Kiran Gopinath, CEO and founder, Ozone Media, said: “Mobile and digital are getting due attention from advertisers, with digital brand campaigns gaining interest from traditional advertisers. We expect to this category to outpace the already high growth rate of internet advertising.”
Gowthaman highlighted what MindShare is seeing in the marketplace: “Indian advertisers are expecting consumers to access the upcoming World Cup and IPL next year online via their mobile phones. This is making them bullish about digital advertising and they are willing to experiment much more with it next year.”
According to a recent FICCI report, digital advertising will continue to generate huge interest and, given its small base, is expected to grow the fastest at a compounded annual growth rate of 29.6% over the next five years. Zenith Optimedia’s media study finds that digital advertising will be driven by social media and that most of the growth story will come from digital properties, especially those in the mobile domain.
Talking of digital properties, Gowthaman said mobile apps, gaming and IVRS (interactive voice response system) advertising on mobile will drive growth. “For now though, search leads the digital advertising space and will continue to remain big, though it will lose some ad allocation to display, mobile and social media advertising,” he said.
iProspect, Aegis Media’s search marketing agency, in a recent research study on Indian’s search behaviour among consumers, found:
* 82% of Indian consumers use search more than thrice a day — higher than Asia-Pacific’s 77.4% average
* 92% use search at least once a day
* In the last year, search has become more important to 93.6% of consumers
* Indian consumers’ use of mobile search is prolific — only 10% have not used mobile search, with 67% saying it has become more important to them in the last year.
* 89.4% of consumers in India prefer Google as their search engine, followed by Yahoo! (7.5%) and Bing (2.4%).
Then there’s social media, a highly visited space, especially by India’s youth. A recent study by ViziSense said social media usage has reached 60% of India’s online population. Studies indicate that seven out of the top 20 sites Indian internet users are visiting are in the social media space and four of the of top 20 most visited sites in India are social networking sites. Facebook claims 5.7 million users.
Gowthaman is also excited about display ads: “We find that display ads, including plain banner ads and rich media ads, are growing with advertisers. We reckon they will continue to grow.”
As more Indians make purchases online, the logical upshot will be more online advertising. The iProspect study found that a large number of Indian consumers buy directly online from sites they have searched across many categories: computers and electronics (78.4%), education (71.8%) and entertainment (65.5%). Search is used to gather information (60%) and compare prices and features (80%). Consumers are up to three times more likely to purchase directly from a site they found through search than one they found through another means, the study found.

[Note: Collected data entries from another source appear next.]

//! HTTP request handlers.
//!
//! This module is organized into submodules:
//! - `page`: session creation and page layout
//! - `scene`: render requests, layer visibility, camera moves and previews
//! - `assets`: stylesheet and info fragment
//! - `metrics`: health checks, Prometheus metrics and cache statistics

pub mod assets;
pub mod metrics;
pub mod page;
pub mod scene;

use axum::{
    http::StatusCode,
    response::{IntoResponse, Response},
    Json,
};
use globe_common::GlobeError;
use tracing::{error, warn};

pub use self::assets::{info_handler, stylesheet_handler};
pub use self::metrics::{cache_stats_handler, health_handler, metrics_handler, ready_handler};
pub use self::page::{create_session_handler, page_handler};
pub use self::scene::{orbit_handler, preview_handler, render_handler, visibility_handler};

/// Handler error carrying a [`GlobeError`] into a JSON response.
#[derive(Debug)]
pub struct ApiError(pub GlobeError);

impl From<GlobeError> for ApiError {
    fn from(err: GlobeError) -> Self {
        ApiError(err)
    }
}

impl IntoResponse for ApiError {
    fn into_response(self) -> Response {
        let status = StatusCode::from_u16(self.0.http_status_code())
            .unwrap_or(StatusCode::INTERNAL_SERVER_ERROR);

        if self.0.is_configuration_error() {
            error!(error = %self.0, "Configured scene cannot be served");
        } else if status.is_server_error() {
            error!(error = %self.0, "Request failed");
        } else {
            warn!(error = %self.0, "Request rejected");
        }

        let body = serde_json::json!({
            "error": self.0.to_string(),
            "status": status.as_u16(),
        });
        (status, Json(body)).into_response()
    }
}

pub type ApiResult<T> = Result<T, ApiError>;

#[cfg(test)]
mod tests {
    use super::*;

    #[test]
    fn test_error_status_mapping() {
        let response = ApiError(GlobeError::ShapeMismatch {
            expected: (4, 4),
            actual: (3, 4),
        })
        .into_response();
        assert_eq!(response.status(), StatusCode::INTERNAL_SERVER_ERROR);

        let response = ApiError(GlobeError::SceneNotFound("moon".into())).into_response();
        assert_eq!(response.status(), StatusCode::NOT_FOUND);
    }
}
//! Configuration for the grid loader.

use serde::{Deserialize, Serialize};

/// How the no-data sentinel is compared against samples.
#[derive(Debug, Clone, Copy, Default, PartialEq, Eq, Serialize, Deserialize)]
#[serde(rename_all = "snake_case")]
pub enum NodataMode {
    /// Mask samples equal to the sentinel (within a small tolerance)
    #[default]
    Equal,
    /// Mask samples at or below the sentinel
    AtOrBelow,
}

impl NodataMode {
    pub fn from_str(s: &str) -> Self {
        match s.to_lowercase().as_str() {
            "at_or_below" | "below" | "le" => NodataMode::AtOrBelow,
            _ => NodataMode::Equal,
        }
    }
}

/// No-data masking policy.
#[derive(Debug, Clone, Copy, PartialEq, Serialize, Deserialize)]
pub struct NodataConfig {
    /// The sentinel value
    #[serde(default)]
    pub sentinel: f64,

    #[serde(default)]
    pub mode: NodataMode,

    /// Use the file's GDAL_NODATA value instead of `sentinel` when present
    #[serde(default)]
    pub prefer_file_nodata: bool,
}

impl Default for NodataConfig {
    fn default() -> Self {
        Self {
            sentinel: 0.0,
            mode: NodataMode::Equal,
            prefer_file_nodata: false,
        }
    }
}

impl NodataConfig {
    /// Sentinel to apply for a raster that declares `file_nodata`.
    pub fn effective_sentinel(&self, file_nodata: Option<f64>) -> f64 {
        match file_nodata {
            Some(v) if self.prefer_file_nodata => v,
            _ => self.sentinel,
        }
    }

    /// Whether `value` counts as missing against `sentinel`.
    ///
    /// Equality uses the tolerance `1e-8 + 1e-5 * |sentinel|`.
    pub fn is_missing(&self, value: f32, sentinel: f64) -> bool {
        let value = value as f64;
        if !value.is_finite() {
            return true;
        }
        if sentinel.is_nan() {
            return false;
        }
        let tolerance = 1e-8 + 1e-5 * sentinel.abs();
        match self.mode {
            NodataMode::Equal => (value - sentinel).abs() <= tolerance,
            NodataMode::AtOrBelow => value <= sentinel + tolerance,
        }
    }
}

/// Configuration for the grid loader.
#[derive(Debug, Clone, PartialEq, Serialize, Deserialize)]
pub struct LoaderConfig {
    #[serde(default)]
    pub nodata: NodataConfig,

    /// Display label attached to grids loaded from raster files
    #[serde(default = "default_label")]
    pub label: String,
}

fn default_label() -> String {
    "Temperature [C]".to_string()
}

impl Default for LoaderConfig {
    fn default() -> Self {
        Self {
            nodata: NodataConfig::default(),
            label: default_label(),
        }
    }
}

impl LoaderConfig {
    /// Load configuration from environment variables.
    pub fn from_env() -> Self {
        let mut config = Self::default();

        if let Ok(val) = std::env::var("NODATA_SENTINEL") {
            if let Ok(sentinel) = val.parse() {
                config.nodata.sentinel = sentinel;
            }
        }

        if let Ok(val) = std::env::var("NODATA_MODE") {
            config.nodata.mode = NodataMode::from_str(&val);
        }

        if let Ok(val) = std::env::var("PREFER_FILE_NODATA") {
            config.nodata.prefer_file_nodata = val.to_lowercase() == "true" || val == "1";
        }

        if let Ok(val) = std::env::var("GRID_LABEL") {
            config.label = val;
        }

        config
    }
}

#[cfg(test)]
mod tests {
    use super::*;

    #[test]
    fn test_equal_mode_tolerance() {
        let cfg = NodataConfig::default();
        assert!(cfg.is_missing(0.0, 0.0));
        assert!(!cfg.is_missing(0.001, 0.0));
        assert!(cfg.is_missing(-9999.0, -9999.0));
        assert!(!cfg.is_missing(-9998.0, -9999.0));
        assert!(cfg.is_missing(f32::NAN, 0.0));
    }

    #[test]
    fn test_at_or_below_mode() {
        let cfg = NodataConfig {
            mode: NodataMode::AtOrBelow,
            ..Default::default()
        };
        assert!(cfg.is_missing(-9999.0, -999.0));
        assert!(cfg.is_missing(-999.0, -999.0));
        assert!(!cfg.is_missing(-998.0, -999.0));
    }

    #[test]
    fn test_effective_sentinel() {
        let mut cfg = NodataConfig::default();
        assert_eq!(cfg.effective_sentinel(Some(-9999.0)), 0.0);
        cfg.prefer_file_nodata = true;
        assert_eq!(cfg.effective_sentinel(Some(-9999.0)), -9999.0);
        assert_eq!(cfg.effective_sentinel(None), 0.0);
    }

    #[test]
    fn test_mode_from_str() {
        assert_eq!(NodataMode::from_str("AT_OR_BELOW"), NodataMode::AtOrBelow);
        assert_eq!(NodataMode::from_str("equal"), NodataMode::Equal);
        assert_eq!(NodataMode::from_str("garbage"), NodataMode::Equal);
    }
}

Young sees the growth of the digital promise as a “huge opportunity to climb the value ladder. Only, there will have to be a shift in the ad industry’s silo mindset, its analog mentality. The primary purpose of our existence is to sell and we are in the business of creating content ecosystems which fit in with the new communication challenges, where the boundaries between different communication disciplines are blurring.”
The new content ecosystems would have to function within the bigger changing environment. “First, it’s back to corporations, not brands. It’s about authentic traits of the organisation, about what product brands draw from their stables. For example, it’s about what IBM stands for — its beliefs, its values. Second, it’s about transparency. The internet and social media have created a pervasive transparency where companies will have to put their flags down and say what they believe in,” he said.
The web has changed the way consumers seek information, he added, looking for advice rather than hard sell. Hard-hitting advertising will have to be replaced with content created to guide consumers through a maze of choices.
Everyone’s looking more closely at the digital opportunity. Going forward, it may not necessarily be as important to count the budget allocation percentages as much as being able to leverage the opportunities the more cost-effect digital platform accords to brands.
Among a host of marketers, Unilever and PepsiCo, which recently promoted their brands via social networking, will swear by digital marketing effectiveness.